US airlines get DOT approval to ditch flights at 75 airports
US airlines have got the final approval to halt flights at another 75 airports to ease their cash burn.
The Covid-19 pandemic has ravaged travel demand and the insistence on operating near-empty flights at the airports has hit airline finances hard.
The US transportation department said all the airports will still be served by at least one carrier.
It means both Delta Air Lines and United Airlines can both halt flights at 11 airports.
For Delta it means it can end service at airports such as Aspen, Bangor, Maine, Santa Barbara, CA, and Flint, Michigan.
For United it includes Key West, Florida, Hilton Head and Myrtle Beach.
Allegiant Air may halt service at six airports, while JetBlue Alaska Airlines, Spirit Airlines and Frontier Airlines are permitted to stop flying to five airports each.
As part of the industry-wide $25 billion government payroll aid program, airlines were forced to maintain minimum service levels but over time successfully lobbied the DOT to be more lenient.

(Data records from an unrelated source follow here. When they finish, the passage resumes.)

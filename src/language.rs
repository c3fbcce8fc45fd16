//! UI strings, handed to views by reference

#[derive(Debug, Clone)]
pub struct Language {
    pub interactions: &'static str,
    pub no_activity: &'static str,
    pub previous: &'static str,
    pub next: &'static str,
    pub updating: &'static str,
    pub showing: &'static str,
    pub assets: &'static str,
    pub no_assets: &'static str,
    pub open_asset: &'static str,
    pub open_profile: &'static str,
    pub back: &'static str,
    pub order_details: &'static str,
    pub search_hint: &'static str,
}

impl Language {
    pub fn english() -> Self {
        Self {
            interactions: "Interactions",
            no_activity: "No activity found",
            previous: "Previous",
            next: "Next",
            updating: "Updating",
            showing: "Showing",
            assets: "Assets",
            no_assets: "No assets found",
            open_asset: "Open asset",
            open_profile: "Open profile",
            back: "Back",
            order_details: "Order details",
            search_hint: "Asset id or address",
        }
    }
}

impl Default for Language {
    fn default() -> Self {
        Self::english()
    }
}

The DOT had allowed service suspensions for some airlines at some airports on a case-by-case basis, and the new ruling likely makes it fairer for all fifteen US airlines affected.
Although airlines are reporting a slight uptick in demand, passenger loadings still remain at just a fraction of normal levels while the industry as a whole is burning through a combined $10 billion a month.